Amanda Slavin: Transformation — First in Yourself, Then the World

Coming from a teaching background, I am always brought back to thinking about my first graders. I started thinking about the idea of when you are little, you transform by the minute. Your brain is a sponge ready to take in the world. One day, you are an astronaut, the next day you are a ballerina; one day you hate Rosie with the bow in her hair, the other day you are chasing her around the playground because you are in love with her.

Why does the transformation process become so hard? As we get older, I think it becomes harder to open ourselves up to change. I am coming from a place of experience by the fact that I was “living blindly,” resenting some of the choices I made with the people I surrounded myself with, and I didn’t even think about the option to transform into the best version of myself. I feel that sometimes, we feel that we are set the way we are, and it is easier to accept this, then to start to evaluate all that needs to be changed within ourselves. There is a big issue here, as there are so many changes that need to be focused on around the world. Yet how we can even recognize these changes if we are so focused on ignoring the most important transformation within ourselves?

Facilitated, authentic, genuine relationship building for a bigger picture idea, as well as strategic content delivery, can help not only change an individual, but as a group, change the world.

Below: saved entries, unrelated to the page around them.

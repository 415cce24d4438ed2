//! Physics Facade System
//!
//! Velocity/size accessors and impulse application over the abstract
//! body state in `PhysicsComponent`. The external physics collaborator
//! owns real bodies; this system only reads and writes the facade.

use crate::core::vec2::Vec2;
use crate::ecs::component::{PhysicsComponent, Shape};
use crate::ecs::entity::EntityId;
use crate::ecs::store::EntityStore;
use crate::game::systems::{System, SystemContext};

/// Facade over physics-engine body state.
pub struct PhysicsSystem;

impl PhysicsSystem {
    /// Current velocity, if the entity has a body.
    pub fn velocity_of(store: &EntityStore, entity: EntityId) -> Option<Vec2> {
        store
            .get::<PhysicsComponent>(entity)
            .map(|component| component.velocity)
    }

    /// Set the body's velocity.
    pub fn set_velocity(store: &mut EntityStore, entity: EntityId, velocity: Vec2) {
        if let Some(component) = store.get_mut::<PhysicsComponent>(entity) {
            component.velocity = velocity;
        }
    }

    /// Body size, if the entity has a body.
    pub fn size_of(store: &EntityStore, entity: EntityId) -> Option<Vec2> {
        store
            .get::<PhysicsComponent>(entity)
            .map(|component| component.size())
    }

    /// Resize a rectangular body (rope resync).
    pub fn set_size(store: &mut EntityStore, entity: EntityId, size: Vec2) {
        if let Some(component) = store.get_mut::<PhysicsComponent>(entity) {
            component.shape = Shape::Rectangle { size };
        }
    }

    /// Apply an impulse: `velocity += impulse / mass`.
    pub fn apply_impulse(store: &mut EntityStore, entity: EntityId, impulse: Vec2) {
        if let Some(component) = store.get_mut::<PhysicsComponent>(entity) {
            let mass = if component.mass > 0.0 { component.mass } else { 1.0 };
            component.velocity = component.velocity + impulse.scale(1.0 / mass);
        }
    }
}

impl System for PhysicsSystem {
    fn name(&self) -> &'static str {
        "physics"
    }

    fn update(&mut self, ctx: &mut SystemContext<'_>, _delta_time: f32) {
        // Clamp horizontal speed of dynamic bodies to their run cap.
        for (_, component) in ctx.store.components_mut::<PhysicsComponent>() {
            if !component.is_dynamic || component.pinned {
                continue;
            }
            let cap = component.max_run_speed;
            if component.velocity.x.abs() > cap {
                component.velocity.x = component.velocity.x.signum() * cap;
            }
        }
    }
}

#[cfg(test)]
mod tests {
    use super::*;
    use crate::ecs::entity::EntityKind;
    use crate::game::constants::EngineConfig;
    use crate::game::events::EventQueue;

    #[test]
    fn test_apply_impulse_scales_by_mass() {
        let mut store = EntityStore::new();
        let id = store.add_entity(EntityKind::Player);
        let mut body = PhysicsComponent::rectangle(Vec2::new(10.0, 10.0));
        body.mass = 2.0;
        store.attach(id, body);

        PhysicsSystem::apply_impulse(&mut store, id, Vec2::new(100.0, 50.0));
        assert_eq!(
            PhysicsSystem::velocity_of(&store, id),
            Some(Vec2::new(50.0, 25.0))
        );
    }

    #[test]
    fn test_update_clamps_horizontal_speed() {
        let mut store = EntityStore::new();
        let id = store.add_entity(EntityKind::Player);
        store.attach(
            id,
            PhysicsComponent::rectangle(Vec2::new(10.0, 10.0))
                .with_velocity(Vec2::new(-900.0, 300.0))
                .with_max_run_speed(400.0),
        );

        let mut events = EventQueue::new();
        let mut sounds = Vec::new();
        let config = EngineConfig::default();
        let mut ctx = SystemContext {
            store: &mut store,
            events: &mut events,
            sounds: &mut sounds,
            config: &config,
        };
        PhysicsSystem.update(&mut ctx, 1.0 / 60.0);

        // Horizontal clamped, vertical untouched.
        assert_eq!(
            PhysicsSystem::velocity_of(&store, id),
            Some(Vec2::new(-400.0, 300.0))
        );
    }

    #[test]
    fn test_static_bodies_are_not_clamped() {
        let mut store = EntityStore::new();
        let id = store.add_entity(EntityKind::Obstacle);
        store.attach(
            id,
            PhysicsComponent::rectangle(Vec2::new(10.0, 10.0))
                .with_velocity(Vec2::new(-900.0, 0.0))
                .with_dynamic(false)
                .with_max_run_speed(10.0),
        );

        let mut events = EventQueue::new();
        let mut sounds = Vec::new();
        let config = EngineConfig::default();
        let mut ctx = SystemContext {
            store: &mut store,
            events: &mut events,
            sounds: &mut sounds,
            config: &config,
        };
        PhysicsSystem.update(&mut ctx, 1.0 / 60.0);

        assert_eq!(
            PhysicsSystem::velocity_of(&store, id),
            Some(Vec2::new(-900.0, 0.0))
        );
    }

    #[test]
    fn test_set_size_reshapes_rectangle() {
        let mut store = EntityStore::new();
        let id = store.add_entity(EntityKind::Rope);
        store.attach(id, PhysicsComponent::rectangle(Vec2::ZERO));

        PhysicsSystem::set_size(&mut store, id, Vec2::new(10.0, 120.0));
        assert_eq!(PhysicsSystem::size_of(&store, id), Some(Vec2::new(10.0, 120.0)));
    }
}
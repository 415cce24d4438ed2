//! Power-Up System
//!
//! Turns power-up-box contacts into PowerUpGranted events, removes the
//! box, and plays the pickup sound. The per-kind systems react to the
//! granted event.

use tracing::debug;

use crate::ecs::component::PowerUpComponent;
use crate::game::events::{EventKind, GameEvent};
use crate::game::systems::{SoundEffect, System, SystemContext};

/// Dispenses power-ups from boxes.
pub struct PowerUpSystem;

impl System for PowerUpSystem {
    fn name(&self) -> &'static str {
        "power_up"
    }

    fn interests(&self) -> &'static [EventKind] {
        &[EventKind::PlayerPowerUpBoxContact]
    }

    fn on_event(&mut self, ctx: &mut SystemContext<'_>, event: &GameEvent) {
        let GameEvent::PlayerPowerUpBoxContact {
            player,
            power_up_box,
        } = event
        else {
            return;
        };

        let Some(kind) = ctx
            .store
            .get::<PowerUpComponent>(*power_up_box)
            .map(|component| component.kind)
        else {
            return;
        };

        debug!(player = ?player, ?kind, "power-up granted");
        ctx.sounds.push(SoundEffect::PowerUp);
        ctx.events.push(GameEvent::PowerUpGranted {
            player: *player,
            kind,
        });
        ctx.events.push(GameEvent::Remove {
            entity: *power_up_box,
        });
    }
}

#[cfg(test)]
mod tests {
    use super::*;
    use crate::core::vec2::Vec2;
    use crate::ecs::component::PowerUpKind;
    use crate::ecs::factory::{spawn_player, spawn_power_up_box};
    use crate::ecs::store::EntityStore;
    use crate::game::constants::EngineConfig;
    use crate::game::events::EventQueue;

    #[test]
    fn test_box_contact_grants_and_removes() {
        let mut store = EntityStore::new();
        let config = EngineConfig::default();
        let player = spawn_player(
            &mut store,
            &config.combat,
            &config.movement,
            0,
            Vec2::new(0.0, 150.0),
        );
        let power_up_box = spawn_power_up_box(
            &mut store,
            Vec2::new(50.0, 150.0),
            Vec2::new(50.0, 50.0),
            PowerUpKind::SpeedBoost,
        );

        let mut events = EventQueue::new();
        let mut sounds = Vec::new();
        let mut ctx = SystemContext {
            store: &mut store,
            events: &mut events,
            sounds: &mut sounds,
            config: &config,
        };
        PowerUpSystem.on_event(
            &mut ctx,
            &GameEvent::PlayerPowerUpBoxContact {
                player,
                power_up_box,
            },
        );

        assert_eq!(sounds, vec![SoundEffect::PowerUp]);
        assert_eq!(
            events.pop(),
            Some(GameEvent::PowerUpGranted {
                player,
                kind: PowerUpKind::SpeedBoost
            })
        );
        assert_eq!(events.pop(), Some(GameEvent::Remove { entity: power_up_box }));
    }
}
//! Sprite Facade System
//!
//! Animation-key and size side effects over `SpriteComponent`. The
//! render collaborator owns the actual drawing.

use crate::core::vec2::Vec2;
use crate::ecs::component::SpriteComponent;
use crate::ecs::entity::EntityId;
use crate::ecs::store::EntityStore;
use crate::game::events::{EventKind, GameEvent};
use crate::game::systems::{System, SystemContext};

/// Facade over render-collaborator sprite state.
pub struct SpriteSystem;

impl SpriteSystem {
    /// Image key of an entity's sprite.
    pub fn image_of(store: &EntityStore, entity: EntityId) -> Option<String> {
        store
            .get::<SpriteComponent>(entity)
            .map(|component| component.image.clone())
    }

    /// Start a named animation.
    pub fn set_animation(store: &mut EntityStore, entity: EntityId, animation: &str) {
        if let Some(component) = store.get_mut::<SpriteComponent>(entity) {
            component.animation = Some(animation.to_owned());
        }
    }

    /// Stop any running animation.
    pub fn clear_animation(store: &mut EntityStore, entity: EntityId) {
        if let Some(component) = store.get_mut::<SpriteComponent>(entity) {
            component.animation = None;
        }
    }

    /// Resize the sprite (rope resync).
    pub fn set_size(store: &mut EntityStore, entity: EntityId, size: Vec2) {
        if let Some(component) = store.get_mut::<SpriteComponent>(entity) {
            component.size = size;
        }
    }
}

impl System for SpriteSystem {
    fn name(&self) -> &'static str {
        "sprite"
    }

    fn interests(&self) -> &'static [EventKind] {
        &[EventKind::CollectibleExit]
    }

    fn on_event(&mut self, ctx: &mut SystemContext<'_>, event: &GameEvent) {
        // Contact end clears the pickup highlight.
        if let GameEvent::CollectibleExit { collectible, .. } = event {
            Self::clear_animation(ctx.store, *collectible);
        }
    }
}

I started to analyze the idea of “transformation” to create change and realized that two organizations around me were using this concept as their foundation. One nonprofit I have recently worked with, Team Rubicon U.S.A. “unites the skills and experiences of military veterans with medical professionals to deploy vanguard teams that bridge the gap in disaster response and since its creation in January 2010 has impacted not only thousands of lives — in Haiti, Chile, Burma, Pakistan, Sudan, and here at home, in Vermont, Maryland, Missouri, and Alabama, it also provides a renewed sense of purpose for military veterans returning home after ten years of war.” This organization, while rebuilding and transforming post-war communities, also helps rebuild these individuals trust in each other and in themselves.

Another very unique organization “Fonderie 47 is on a mission to turn weapons of mass destruction into implements of mass distraction. Transforming confiscated AK-47 rifles from the Democratic Republic of Congo into ornate accessories that belie their violent history, refashioning them with gold into rings, earrings, and cuff links, Fonderie 47 has successfully removed more than 6,000 assault rifles from the war-ravaged nation.”

If you believe that it is too hard to really look deeper into the internal war you are having within yourself about whether or not this year is the year for change, look at these organizations that are doing just that; they are taking something that was at once a menacing or destructive thought, idea or object and turning it into something beautiful.

Decide if you are ready to make the transformation in yourself in 2012. If you are, you have no idea about all the changes you can make around you in 2013.